De nombreuses femmes partagent mon point de vue en ayant, ou pas, les mêmes arguments et aimeraient que leur choix soit parfois un peu plus respecté et un peu moins commenté. Nous sommes au XXIe siècle et il paraît assez évident qu’aux yeux de la société, la femme existe en tant que telle et plus uniquement en tant que mère. Pourtant, les jugements existent encore et ne nous rendent pas toujours la vie facile.
Un peu d’histoire…
Il faut bien comprendre que jusqu’à la fin du XVIIIe siècle, la mortalité infantile était extrêmement élevée. Difficile alors de faire preuve d’attachement envers un petit être qui risque de ne pas survivre à sa première année d’existence (un enfant sur quatre ne dépassait pas ce stade). À l’époque, les comportements considérés comme normaux envers sa propre progéniture étaient ceux proches du désintérêt, voire de l’indifférence. Dans Les Hommes et la mort en Anjou au XVIIe et XVIIIe siècles, François Lebrun écrit : « La mort du petit enfant est ressentie comme un accident presque banal qu’une naissance ultérieure viendra réparer. » Outch. Attention les yeux, des témoignages rapportent même que des bébés mourants étaient abandonnés par leur mère dans les ruisseaux ou sur des tas d’ordures où ils restaient pourrir. Charmant… Quand les bébés n’étaient pas abandonnés de cette manière et qu’ils avaient droit à un enterrement, les parents (le père ou la mère, et parfois les deux) ne se déplaçaient pas toujours. La perte d’un enfant était malheureusement monnaie courante à l’époque, il faut ajourd’hui fournir un effort surhumain pour réussir à se remettre dans ce contexte historique et comprendre de telles réactions.

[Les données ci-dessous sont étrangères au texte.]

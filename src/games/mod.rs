pub mod types;
pub mod period;
pub mod taxonomy;
pub mod liability;
pub mod selector;
pub mod round;
pub mod settlement;

pub use types::*;
pub use period::PeriodCode;
pub use liability::{LiabilityReport, OutcomeCandidate, RiskPolicy};
pub use selector::{OutcomeDecision, OutcomeSelector, PolicyWarning, SelectionBucket, TargetSelector};
pub use round::RoundCommand;
pub use settlement::{RefundReport, SettlementEngine, SettlementReport};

L’amour des parents, quand amour il y avait, se dirigeait principalement vers l’aîné pas l’aînée, car une fille n’était que source de tourments : elle coûtait une dot au moment du mariage. S’ils n’arrivaient pas à la caser, il fallait soit la garder, soit la placer en tant que servante, soit lui payer le couvent. Bref, que des ennuis. L’aîné, lui, était choyé (il avait droit aux meilleurs morceaux de viande, c’est dire !) et il était plus ou moins éduqué, en fonction des moyens des parents. Hé oui, il était l’héritier ! Et accessoirement celui dont la mère dépendait en cas du décès du père… Quelqu’un qu’il fallait chouchouter, quoi. Bref, l’aîné vivait à la cool pendant que le reste de la marmaille croupissait, bien souvent dès la naissance, chez une nourrice à la campagne. Je vous arrête tout de suite, nous ne sommes pas en présence du type de nourrice que vous avez en tête : cette nourrice-là ne prenait pas vraiment les enfants sur ses genoux en cas de gros chagrin et ne fredonnait pas Une chanson douce pour les endormir. Non. Envoyer son petit chez une nourrice, c’est l’envoyer au casse-pipe, ni plus ni moins. Et ça, c’est quand il a de la chance. Parce que l’on n’est jamais à l’abri de le perdre en route : les conditions du voyage étant terribles, il n’est pas rare que les nourrissons meurent en chemin. Les rapports de Paris et de Lyon indiquent qu’il est déjà arrivé qu’un bébé tombe du chariot dans lequel il est emmené chez la nourrice et soit écrasé par une roue. Le nouveau-né n’a donc aucune importance, la mort étant banale, et la maternité n’en a que le nom.
Au XVIIe siècle, où avoir une flopée d’enfants est la norme (qu’ils survivent ou non) et où la France baigne littéralement dans la brutalité, un mouvement se met en place : les Précieuses les toutes premières féministes, finalement. Elles rêvent de distinction, et surtout de liberté, qu’elles obtiennent par l’ascèse. Être mères et épouses ? Très peu pour elles ! Entre autres, elles refusent de se soumettre au mariage et à la maternité afin de conserver leur (précieuse) indépendance.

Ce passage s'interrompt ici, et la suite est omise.